Chinese traditionally send red envelopes, or monetary gifts, during Spring Festival to bring good luck.
Alipay, China's largest online payment tool under an affiliate of Alibaba Group Holding, said more than 100 million of its users sent or received digital red envelopes during Spring Festival.
By investing billions of yuan to encourage people to send red envelopes online, Internet firms such as Alipay, WeChat and Weibo Corp have enabled users to link their debit cards with online payment accounts - viewed widely as being the most difficult factor in luring mobile payment users.
Qian Haili, an Internet finance analyst at the China E-Commerce Research Center, said the red envelopes battle launched by Internet firms successfully educated the mobile payments market in China during Spring Festival.

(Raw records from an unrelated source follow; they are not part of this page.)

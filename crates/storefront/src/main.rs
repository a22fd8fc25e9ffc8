// SPDX-License-Identifier: BUSL-1.1
// Copyright (c) 2026 Alfred Jean LLC

use clap::Parser;
use tracing::error;

use storefront::config::Config;

#[tokio::main]
async fn main() {
    let config = Config::parse();

    if let Err(e) = config.validate() {
        eprintln!("error: {e}");
        std::process::exit(2);
    }

    init_tracing(&config);
    let _ = rustls::crypto::ring::default_provider().install_default();

    if let Err(e) = storefront::run(config).await {
        error!("fatal: {e:#}");
        eprintln!("error: {e:#}");
        std::process::exit(1);
    }
}

fn init_tracing(config: &Config) {
    use tracing_subscriber::fmt;
    use tracing_subscriber::EnvFilter;

    let filter = EnvFilter::try_new(&config.log_level).unwrap_or_else(|_| EnvFilter::new("warn"));

    // Logs go to stderr so command output on stdout stays machine-readable.
    match config.log_format.as_str() {
        "json" => {
            fmt::fmt().with_env_filter(filter).with_writer(std::io::stderr).json().init();
        }
        _ => {
            fmt::fmt().with_env_filter(filter).with_writer(std::io::stderr).init();
        }
    }
}
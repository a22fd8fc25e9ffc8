// SPDX-License-Identifier: BUSL-1.1
// Copyright (c) 2026 Alfred Jean LLC

//! CLI subcommands.

use std::io::Write;

use clap::Subcommand;
use serde_json::Value;

use crate::client::{NewAccount, StorefrontClient};
use crate::dispatcher::ApiRequest;

#[derive(Debug, Clone, Subcommand)]
pub enum Command {
    /// Log in and cache the refresh token.
    Login {
        #[arg(long, env = "STOREFRONT_EMAIL")]
        email: String,
        #[arg(long, env = "STOREFRONT_PASSWORD", hide_env_values = true)]
        password: String,
    },
    /// Create an account and log in.
    Register {
        #[arg(long)]
        email: String,
        #[arg(long, env = "STOREFRONT_PASSWORD", hide_env_values = true)]
        password: String,
        #[arg(long)]
        first_name: String,
        #[arg(long)]
        last_name: String,
    },
    /// Log out and forget the cached refresh token.
    Logout,
    /// Print the current user (`GET /auth/me`).
    Whoami,
    /// Print the local session state.
    Status,
    /// Send an authenticated request and print the response body.
    Request {
        /// HTTP method (GET, POST, PUT, PATCH, DELETE).
        method: String,
        /// Path relative to the API URL.
        path: String,
        /// JSON request body.
        #[arg(long)]
        data: Option<String>,
    },
}

/// Run `command` against an already bootstrapped client.
pub async fn run(client: &StorefrontClient, command: Command) -> anyhow::Result<()> {
    match command {
        Command::Login { email, password } => {
            let user = client.login(&email, &password).await?;
            print_json(&serde_json::to_value(user)?)
        }
        Command::Register { email, password, first_name, last_name } => {
            let account = NewAccount { email, password, first_name, last_name };
            let user = client.register(&account).await?;
            print_json(&serde_json::to_value(user)?)
        }
        Command::Logout => {
            client.logout().await;
            Ok(())
        }
        Command::Whoami => {
            let user = client.current_user().await?;
            print_json(&serde_json::to_value(user)?)
        }
        Command::Status => {
            let state = client.session().snapshot();
            print_json(&serde_json::json!({
                "authenticated": state.is_authenticated(),
                "loading": state.is_loading,
                "user": state.user,
            }))
        }
        Command::Request { method, path, data } => {
            let request = build_request(&method, &path, data.as_deref())?;
            let resp = client.send(&request).await?;
            let status = resp.status();
            let text = resp.text().await?;
            if !text.is_empty() {
                match serde_json::from_str::<Value>(&text) {
                    Ok(json) => print_json(&json)?,
                    Err(_) => println!("{text}"),
                }
            }
            if !status.is_success() {
                anyhow::bail!("request failed with status {status}");
            }
            Ok(())
        }
    }
}

pub(crate) fn build_request(
    method: &str,
    path: &str,
    data: Option<&str>,
) -> anyhow::Result<ApiRequest> {
    let method = reqwest::Method::from_bytes(method.to_uppercase().as_bytes())
        .map_err(|_| anyhow::anyhow!("invalid method: {method}"))?;
    let request = ApiRequest::new(method, path);
    match data {
        Some(raw) => {
            let body: Value = serde_json::from_str(raw)
                .map_err(|e| anyhow::anyhow!("--data is not valid JSON: {e}"))?;
            Ok(request.json(&body)?)
        }
        None => Ok(request),
    }
}

fn print_json(value: &Value) -> anyhow::Result<()> {
    let mut out = std::io::stdout().lock();
    serde_json::to_writer_pretty(&mut out, value)?;
    writeln!(out)?;
    Ok(())
}

#[cfg(test)]
#[path = "command_tests.rs"]
mod tests;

"WeChat, a social app used by friends, relatives and colleagues, had a slight edge in the competition, but ultimately no one loses the battle except the banks," she said.
Qian said the red envelope feature enabled Alipay to increase user loyalty during Spring Festival and also helped WeChat to gain new mobile users.

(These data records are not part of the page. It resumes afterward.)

// SPDX-License-Identifier: BUSL-1.1
// Copyright (c) 2026 Alfred Jean LLC

//! Outbound request interception.
//!
//! Attaches the session's bearer token, recovers from 401 through the
//! [`RefreshCoordinator`], and replays the request once with the new token.
//! Any status other than 401 is returned untouched.

use std::sync::Arc;

use bytes::Bytes;
use reqwest::header::{HeaderMap, HeaderName, HeaderValue, AUTHORIZATION, CONTENT_TYPE};
use reqwest::{Method, Response, StatusCode};
use serde::Serialize;
use tokio::sync::broadcast;
use tracing::{debug, warn};

use crate::api::AuthApi;
use crate::error::AuthError;
use crate::refresh::{RefreshCoordinator, RequestLine};
use crate::session::{SessionEvent, SessionStore};
use crate::token_cache::{clear_refresh_token, TokenCache};

/// Owned, replayable request description.
#[derive(Debug, Clone)]
pub struct ApiRequest {
    pub method: Method,
    /// Path relative to the API base URL, or an absolute URL.
    pub path: String,
    pub headers: HeaderMap,
    pub body: Option<Bytes>,
}

impl ApiRequest {
    pub fn new(method: Method, path: impl Into<String>) -> Self {
        Self { method, path: path.into(), headers: HeaderMap::new(), body: None }
    }

    pub fn get(path: impl Into<String>) -> Self {
        Self::new(Method::GET, path)
    }

    pub fn post(path: impl Into<String>) -> Self {
        Self::new(Method::POST, path)
    }

    pub fn header(mut self, name: HeaderName, value: HeaderValue) -> Self {
        self.headers.insert(name, value);
        self
    }

    pub fn body(mut self, body: impl Into<Bytes>) -> Self {
        self.body = Some(body.into());
        self
    }

    /// Serialize `body` as JSON and set the content type.
    pub fn json<T: Serialize + ?Sized>(mut self, body: &T) -> Result<Self, AuthError> {
        let bytes = serde_json::to_vec(body)
            .map_err(|e| AuthError::Decode(format!("failed to encode request body: {e}")))?;
        self.headers.insert(CONTENT_TYPE, HeaderValue::from_static("application/json"));
        self.body = Some(Bytes::from(bytes));
        Ok(self)
    }
}

/// Sends requests on behalf of callers that know nothing about auth.
pub struct Dispatcher {
    api: AuthApi,
    session: Arc<SessionStore>,
    cache: Arc<dyn TokenCache>,
    events: broadcast::Sender<SessionEvent>,
    coordinator: RefreshCoordinator,
}

impl Dispatcher {
    pub fn new(
        api: AuthApi,
        session: Arc<SessionStore>,
        cache: Arc<dyn TokenCache>,
        events: broadcast::Sender<SessionEvent>,
    ) -> Self {
        let coordinator = RefreshCoordinator::new(
            api.clone(),
            Arc::clone(&session),
            Arc::clone(&cache),
            events.clone(),
        );
        Self { api, session, cache, events, coordinator }
    }

    pub fn coordinator(&self) -> &RefreshCoordinator {
        &self.coordinator
    }

    /// Send `request`, refreshing and replaying once on 401.
    pub async fn send(&self, request: &ApiRequest) -> Result<Response, AuthError> {
        let url = self.api.url(&request.path);
        let token = self.session.access_token();

        let resp = self.execute(request, &url, token.as_deref()).await?;
        if resp.status() != StatusCode::UNAUTHORIZED {
            return Ok(resp);
        }

        if AuthApi::is_refresh_url(&url) {
            warn!(%url, "refresh endpoint returned 401, ending session");
            self.end_session("refresh token rejected");
            return Err(AuthError::RefreshRejected("refresh endpoint returned 401".to_owned()));
        }

        debug!(method = %request.method, %url, "401 received, waiting for a fresh token");
        let line =
            RequestLine { method: request.method.clone(), url: url.clone(), sent_with: token };
        // On failure the coordinator has already cleared the session.
        let fresh = self.coordinator.get_valid_token(line).await?;

        let replay = self.execute(request, &url, Some(&fresh)).await?;
        if replay.status() == StatusCode::UNAUTHORIZED {
            warn!(method = %request.method, %url, "replayed request still unauthorized");
            return Err(AuthError::ReplayUnauthorized);
        }
        Ok(replay)
    }

    async fn execute(
        &self,
        request: &ApiRequest,
        url: &str,
        token: Option<&str>,
    ) -> Result<Response, AuthError> {
        let mut headers = request.headers.clone();
        if token.is_some() {
            headers.remove(AUTHORIZATION);
        }

        let mut builder = self.api.http().request(request.method.clone(), url).headers(headers);
        if let Some(token) = token {
            builder = builder.bearer_auth(token);
        }
        if let Some(ref body) = request.body {
            builder = builder.body(body.clone());
        }
        Ok(builder.send().await?)
    }

    fn end_session(&self, reason: &str) {
        self.session.end();
        clear_refresh_token(self.cache.as_ref());
        let _ = self.events.send(SessionEvent::LoginRequired { reason: reason.to_owned() });
    }
}

#[cfg(test)]
#[path = "dispatcher_tests.rs"]
mod tests;
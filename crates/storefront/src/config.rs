// SPDX-License-Identifier: BUSL-1.1
// Copyright (c) 2026 Alfred Jean LLC

use std::path::PathBuf;
use std::time::Duration;

use clap::Parser;

use crate::command::Command;

/// File name of the refresh token cache inside the state directory.
pub const TOKEN_FILE_NAME: &str = "session.json";

/// Storefront API client.
#[derive(Debug, Parser)]
#[command(name = "storefront", version, about)]
pub struct Config {
    /// Base URL of the storefront API.
    #[arg(long, env = "STOREFRONT_API_URL", default_value = "http://127.0.0.1:3000/api")]
    pub api_url: String,

    /// Path of the refresh token cache. Defaults to `<state dir>/session.json`.
    #[arg(long, env = "STOREFRONT_TOKEN_FILE")]
    pub token_file: Option<PathBuf>,

    /// Per-request timeout in milliseconds (also bounds a hung refresh).
    #[arg(long, env = "STOREFRONT_TIMEOUT_MS", default_value_t = 30_000)]
    pub timeout_ms: u64,

    /// Log filter (tracing `EnvFilter` syntax).
    #[arg(long, env = "STOREFRONT_LOG_LEVEL", default_value = "warn")]
    pub log_level: String,

    /// Log format: text or json.
    #[arg(long, env = "STOREFRONT_LOG_FORMAT", default_value = "text")]
    pub log_format: String,

    #[command(subcommand)]
    pub command: Command,
}

impl Config {
    pub fn validate(&self) -> anyhow::Result<()> {
        let url = reqwest::Url::parse(&self.api_url)
            .map_err(|e| anyhow::anyhow!("invalid --api-url {:?}: {e}", self.api_url))?;
        if !matches!(url.scheme(), "http" | "https") {
            anyhow::bail!("--api-url must be http or https, got {}", url.scheme());
        }
        if self.timeout_ms == 0 {
            anyhow::bail!("--timeout-ms must be greater than zero");
        }
        match self.log_format.as_str() {
            "text" | "json" => {}
            other => anyhow::bail!("invalid --log-format: {other} (expected text or json)"),
        }
        Ok(())
    }

    pub fn timeout(&self) -> Duration {
        Duration::from_millis(self.timeout_ms)
    }

    pub fn token_path(&self) -> PathBuf {
        self.token_file.clone().unwrap_or_else(|| state_dir().join(TOKEN_FILE_NAME))
    }
}

/// Resolve the state directory for the token cache.
///
/// Checks `STOREFRONT_STATE_DIR`, then `$XDG_STATE_HOME/storefront`,
/// then `$HOME/.local/state/storefront`.
pub fn state_dir() -> PathBuf {
    state_dir_with(|name| std::env::var(name).ok())
}

fn state_dir_with(get_env: impl Fn(&str) -> Option<String>) -> PathBuf {
    if let Some(dir) = get_env("STOREFRONT_STATE_DIR") {
        return PathBuf::from(dir);
    }
    if let Some(xdg) = get_env("XDG_STATE_HOME") {
        return PathBuf::from(xdg).join("storefront");
    }
    if let Some(home) = get_env("HOME") {
        return PathBuf::from(home).join(".local/state/storefront");
    }
    PathBuf::from(".storefront")
}

#[cfg(test)]
#[path = "config_tests.rs"]
mod tests;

"With more people becoming aware of the convenience of mobile payments and more offline merchants allowing them to pay through mobile devices in the future, the banks' market will be reduced," she said.
According to the People's Bank of China, the central bank, mobile payments have grown strongly, with turnover rising by 134 per cent year-on-year to 22.59 trillion yuan ($3.61 trillion) last year.
Despite the potential threat to banks, Wang from iResearch said the impact might not be that big, as consumer banking only accounts for a small part of banks' business.
The online phenomenon during Spring Festival also affected the three Chinese telecom giants' short-messaging business.
Sending short messages to wish friends "Happy New Year" used to be a traditional activity during Spring Festival.
However, Xinhua News Agency said China Telecom's short-messaging business fell by 31.97 per cent year-on-year on Lunar New Year's Eve, the Spring Festival peak, with people busy sending and receiving red envelopes online instead.